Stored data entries
Start of Block
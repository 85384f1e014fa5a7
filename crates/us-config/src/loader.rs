//! Configuration loader with file and environment variable support

use crate::{AppConfig, ConfigError};
use std::env;
use std::path::PathBuf;
use tracing::info;

/// Standard config file search paths
const CONFIG_PATHS: &[&str] = &[
    "config.toml",
    "user-storage.toml",
    "./config/config.toml",
    "/etc/user-storage/config.toml",
];

/// Configuration loader
pub struct ConfigLoader {
    config_path: Option<PathBuf>,
}

impl ConfigLoader {
    pub fn new() -> Self {
        Self { config_path: None }
    }

    /// Create a loader with a specific config file path
    pub fn with_path<P: Into<PathBuf>>(path: P) -> Self {
        Self {
            config_path: Some(path.into()),
        }
    }

    /// Load configuration from file (if found) with environment variable overrides
    pub fn load(&self) -> Result<AppConfig, ConfigError> {
        self.load_with(|key| env::var(key).ok())
    }

    /// Same as [`load`](Self::load) with a custom variable lookup.
    pub fn load_with<F>(&self, lookup: F) -> Result<AppConfig, ConfigError>
    where
        F: Fn(&str) -> Option<String>,
    {
        let mut config = AppConfig::default();

        if let Some(path) = self.find_config_file(&lookup) {
            info!(?path, "Loading configuration from file");
            config = AppConfig::from_file(&path)?;
        }

        apply_overrides(&mut config, &lookup);
        config.validate()?;

        Ok(config)
    }

    fn find_config_file<F>(&self, lookup: &F) -> Option<PathBuf>
    where
        F: Fn(&str) -> Option<String>,
    {
        if let Some(path) = &self.config_path {
            if path.exists() {
                return Some(path.clone());
            }
        }

        if let Some(path) = lookup("USER_STORAGE_CONFIG") {
            let path = PathBuf::from(path);
            if path.exists() {
                return Some(path);
            }
        }

        CONFIG_PATHS
            .iter()
            .map(PathBuf::from)
            .find(|path| path.exists())
    }
}

impl Default for ConfigLoader {
    fn default() -> Self {
        Self::new()
    }
}

fn parse_bool(val: &str) -> Option<bool> {
    match val.trim().to_ascii_lowercase().as_str() {
        "true" | "1" | "yes" => Some(true),
        "false" | "0" | "no" => Some(false),
        _ => None,
    }
}

fn split_list(val: &str) -> Vec<String> {
    val.split(',')
        .map(|s| s.trim().to_string())
        .filter(|s| !s.is_empty())
        .collect()
}

fn apply_overrides<F>(config: &mut AppConfig, lookup: &F)
where
    F: Fn(&str) -> Option<String>,
{
    // HTTP
    if let Some(port) = lookup("USER_STORAGE_HTTP_PORT").and_then(|v| v.parse().ok()) {
        config.http.port = port;
    }
    if let Some(val) = lookup("USER_STORAGE_HTTP_HOST") {
        config.http.host = val;
    }
    if let Some(val) = lookup("USER_STORAGE_CORS_ORIGINS") {
        config.http.cors_origins = split_list(&val);
    }
    if let Some(size) = lookup("USER_STORAGE_MAX_PAGE_SIZE").and_then(|v| v.parse().ok()) {
        config.http.max_page_size = size;
    }

    // Database
    if let Some(val) = lookup("USER_STORAGE_DATABASE_URL") {
        config.database.url = val;
    }
    if let Some(max) = lookup("USER_STORAGE_DATABASE_MAX_CONNECTIONS").and_then(|v| v.parse().ok()) {
        config.database.max_connections = max;
    }
    if let Some(flag) = lookup("USER_STORAGE_DATABASE_BOOTSTRAP").and_then(|v| parse_bool(&v)) {
        config.database.bootstrap_schema = flag;
    }

    // Redis
    if let Some(flag) = lookup("USER_STORAGE_REDIS_ENABLED").and_then(|v| parse_bool(&v)) {
        config.redis.enabled = flag;
    }
    if let Some(val) = lookup("USER_STORAGE_REDIS_NODES") {
        config.redis.nodes = split_list(&val);
    }

    // Auth; JWT_SECRET is the variable older deployments export the key set under
    if let Some(val) = lookup("USER_STORAGE_JWKS").or_else(|| lookup("JWT_SECRET")) {
        config.auth.jwks = val;
    }
    if let Some(val) = lookup("USER_STORAGE_JWT_AUDIENCE") {
        config.auth.audience = Some(val).filter(|v| !v.is_empty());
    }
}

#[cfg(test)]
mod tests {
    use super::*;
    use std::collections::HashMap;
    use std::io::Write;

    fn lookup_from(vars: &[(&str, &str)]) -> impl Fn(&str) -> Option<String> {
        let map: HashMap<String, String> = vars
            .iter()
            .map(|(k, v)| (k.to_string(), v.to_string()))
            .collect();
        move |key| map.get(key).cloned()
    }

    #[test]
    fn test_env_overrides() {
        let loader = ConfigLoader::with_path("/nonexistent/user-storage.toml");
        let config = loader
            .load_with(lookup_from(&[
                ("USER_STORAGE_HTTP_PORT", "9090"),
                ("USER_STORAGE_DATABASE_URL", "sqlite::memory:"),
                ("USER_STORAGE_REDIS_NODES", "redis://a:6379, redis://b:6379"),
                ("USER_STORAGE_REDIS_ENABLED", "yes"),
                ("USER_STORAGE_JWT_AUDIENCE", "directory"),
            ]))
            .unwrap();

        assert_eq!(config.http.port, 9090);
        assert_eq!(config.database.url, "sqlite::memory:");
        assert_eq!(config.redis.nodes.len(), 2);
        assert_eq!(config.auth.audience.as_deref(), Some("directory"));
    }

    #[test]
    fn test_legacy_jwt_secret_variable() {
        let loader = ConfigLoader::with_path("/nonexistent/user-storage.toml");
        let config = loader
            .load_with(lookup_from(&[("JWT_SECRET", "{\"keys\":[]}")]))
            .unwrap();
        assert_eq!(config.auth.jwks, "{\"keys\":[]}");

        let config = loader
            .load_with(lookup_from(&[
                ("JWT_SECRET", "legacy"),
                ("USER_STORAGE_JWKS", "preferred"),
            ]))
            .unwrap();
        assert_eq!(config.auth.jwks, "preferred");
    }

    #[test]
    fn test_file_then_env() {
        let mut file = tempfile::NamedTempFile::new().unwrap();
        writeln!(file, "[http]\nport = 7000\nhost = \"127.0.0.1\"").unwrap();

        let loader = ConfigLoader::with_path(file.path());
        let config = loader
            .load_with(lookup_from(&[("USER_STORAGE_HTTP_PORT", "7001")]))
            .unwrap();

        assert_eq!(config.http.host, "127.0.0.1");
        assert_eq!(config.http.port, 7001);
    }

    #[test]
    fn test_invalid_override_is_rejected_by_validation() {
        let loader = ConfigLoader::with_path("/nonexistent/user-storage.toml");
        let result = loader.load_with(lookup_from(&[("USER_STORAGE_MAX_PAGE_SIZE", "0")]));
        assert!(matches!(result, Err(ConfigError::ValidationError(_))));
    }

    #[test]
    fn test_parse_bool() {
        assert_eq!(parse_bool("TRUE"), Some(true));
        assert_eq!(parse_bool("0"), Some(false));
        assert_eq!(parse_bool("maybe"), None);
    }
}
End of Block
Each line above should be reproduced exactly, with nothing omitted.

◆ ANSWER SPACE
repository 85384f1e014fa5a7
filename crates/us-config/src/loader.rs
//! Configuration loader with file and environment variable support

use crate::{AppConfig, ConfigError};
use std::env;
use std::path::PathBuf;
use tracing::info;

/// Standard config file search paths
const CONFIG_PATHS: &[&str] = &[
    "config.toml",
    "user-storage.toml",
    "./config/config.toml",
    "/etc/user-storage/config.toml",
];

/// Configuration loader
pub struct ConfigLoader {
    config_path: Option<PathBuf>,
}

impl ConfigLoader {
    pub fn new() -> Self {
        Self { config_path: None }
    }

    /// Create a loader with a specific config file path
    pub fn with_path<P: Into<PathBuf>>(path: P) -> Self {
        Self {
            config_path: Some(path.into()),
        }
    }

    /// Load configuration from file (if found) with environment variable overrides
    pub fn load(&self) -> Result<AppConfig, ConfigError> {
        self.load_with(|key| env::var(key).ok())
    }

    /// Same as [`load`](Self::load) with a custom variable lookup.
    pub fn load_with<F>(&self, lookup: F) -> Result<AppConfig, ConfigError>
    where
        F: Fn(&str) -> Option<String>,
    {
        let mut config = AppConfig::default();

        if let Some(path) = self.find_config_file(&lookup) {
            info!(?path, "Loading configuration from file");
            config = AppConfig::from_file(&path)?;
        }

        apply_overrides(&mut config, &lookup);
        config.validate()?;

        Ok(config)
    }

    fn find_config_file<F>(&self, lookup: &F) -> Option<PathBuf>
    where
        F: Fn(&str) -> Option<String>,
    {
        if let Some(path) = &self.config_path {
            if path.exists() {
                return Some(path.clone());
            }
        }

        if let Some(path) = lookup("USER_STORAGE_CONFIG") {
            let path = PathBuf::from(path);
            if path.exists() {
                return Some(path);
            }
        }

        CONFIG_PATHS
            .iter()
            .map(PathBuf::from)
            .find(|path| path.exists())
    }
}

impl Default for ConfigLoader {
    fn default() -> Self {
        Self::new()
    }
}

fn parse_bool(val: &str) -> Option<bool> {
    match val.trim().to_ascii_lowercase().as_str() {
        "true" | "1" | "yes" => Some(true),
        "false" | "0" | "no" => Some(false),
        _ => None,
    }
}

fn split_list(val: &str) -> Vec<String> {
    val.split(',')
        .map(|s| s.trim().to_string())
        .filter(|s| !s.is_empty())
        .collect()
}

fn apply_overrides<F>(config: &mut AppConfig, lookup: &F)
where
    F: Fn(&str) -> Option<String>,
{
    // HTTP
    if let Some(port) = lookup("USER_STORAGE_HTTP_PORT").and_then(|v| v.parse().ok()) {
        config.http.port = port;
    }
    if let Some(val) = lookup("USER_STORAGE_HTTP_HOST") {
        config.http.host = val;
    }
    if let Some(val) = lookup("USER_STORAGE_CORS_ORIGINS") {
        config.http.cors_origins = split_list(&val);
    }
    if let Some(size) = lookup("USER_STORAGE_MAX_PAGE_SIZE").and_then(|v| v.parse().ok()) {
        config.http.max_page_size = size;
    }

    // Database
    if let Some(val) = lookup("USER_STORAGE_DATABASE_URL") {
        config.database.url = val;
    }
    if let Some(max) = lookup("USER_STORAGE_DATABASE_MAX_CONNECTIONS").and_then(|v| v.parse().ok()) {
        config.database.max_connections = max;
    }
    if let Some(flag) = lookup("USER_STORAGE_DATABASE_BOOTSTRAP").and_then(|v| parse_bool(&v)) {
        config.database.bootstrap_schema = flag;
    }

    // Redis
    if let Some(flag) = lookup("USER_STORAGE_REDIS_ENABLED").and_then(|v| parse_bool(&v)) {
        config.redis.enabled = flag;
    }
    if let Some(val) = lookup("USER_STORAGE_REDIS_NODES") {
        config.redis.nodes = split_list(&val);
    }

    // Auth; JWT_SECRET is the variable older deployments export the key set under
    if let Some(val) = lookup("USER_STORAGE_JWKS").or_else(|| lookup("JWT_SECRET")) {
        config.auth.jwks = val;
    }
    if let Some(val) = lookup("USER_STORAGE_JWT_AUDIENCE") {
        config.auth.audience = Some(val).filter(|v| !v.is_empty());
    }
}

#[cfg(test)]
mod tests {
    use super::*;
    use std::collections::HashMap;
    use std::io::Write;

    fn lookup_from(vars: &[(&str, &str)]) -> impl Fn(&str) -> Option<String> {
        let map: HashMap<String, String> = vars
            .iter()
            .map(|(k, v)| (k.to_string(), v.to_string()))
            .collect();
        move |key| map.get(key).cloned()
    }

    #[test]
    fn test_env_overrides() {
        let loader = ConfigLoader::with_path("/nonexistent/user-storage.toml");
        let config = loader
            .load_with(lookup_from(&[
                ("USER_STORAGE_HTTP_PORT", "9090"),
                ("USER_STORAGE_DATABASE_URL", "sqlite::memory:"),
                ("USER_STORAGE_REDIS_NODES", "redis://a:6379, redis://b:6379"),
                ("USER_STORAGE_REDIS_ENABLED", "yes"),
                ("USER_STORAGE_JWT_AUDIENCE", "directory"),
            ]))
            .unwrap();

        assert_eq!(config.http.port, 9090);
        assert_eq!(config.database.url, "sqlite::memory:");
        assert_eq!(config.redis.nodes.len(), 2);
        assert_eq!(config.auth.audience.as_deref(), Some("directory"));
    }

    #[test]
    fn test_legacy_jwt_secret_variable() {
        let loader = ConfigLoader::with_path("/nonexistent/user-storage.toml");
        let config = loader
            .load_with(lookup_from(&[("JWT_SECRET", "{\"keys\":[]}")]))
            .unwrap();
        assert_eq!(config.auth.jwks, "{\"keys\":[]}");

        let config = loader
            .load_with(lookup_from(&[
                ("JWT_SECRET", "legacy"),
                ("USER_STORAGE_JWKS", "preferred"),
            ]))
            .unwrap();
        assert_eq!(config.auth.jwks, "preferred");
    }

    #[test]
    fn test_file_then_env() {
        let mut file = tempfile::NamedTempFile::new().unwrap();
        writeln!(file, "[http]\nport = 7000\nhost = \"127.0.0.1\"").unwrap();

        let loader = ConfigLoader::with_path(file.path());
        let config = loader
            .load_with(lookup_from(&[("USER_STORAGE_HTTP_PORT", "7001")]))
            .unwrap();

        assert_eq!(config.http.host, "127.0.0.1");
        assert_eq!(config.http.port, 7001);
    }

    #[test]
    fn test_invalid_override_is_rejected_by_validation() {
        let loader = ConfigLoader::with_path("/nonexistent/user-storage.toml");
        let result = loader.load_with(lookup_from(&[("USER_STORAGE_MAX_PAGE_SIZE", "0")]));
        assert!(matches!(result, Err(ConfigError::ValidationError(_))));
    }

    #[test]
    fn test_parse_bool() {
        assert_eq!(parse_bool("TRUE"), Some(true));
        assert_eq!(parse_bool("0"), Some(false));
        assert_eq!(parse_bool("maybe"), None);
    }
}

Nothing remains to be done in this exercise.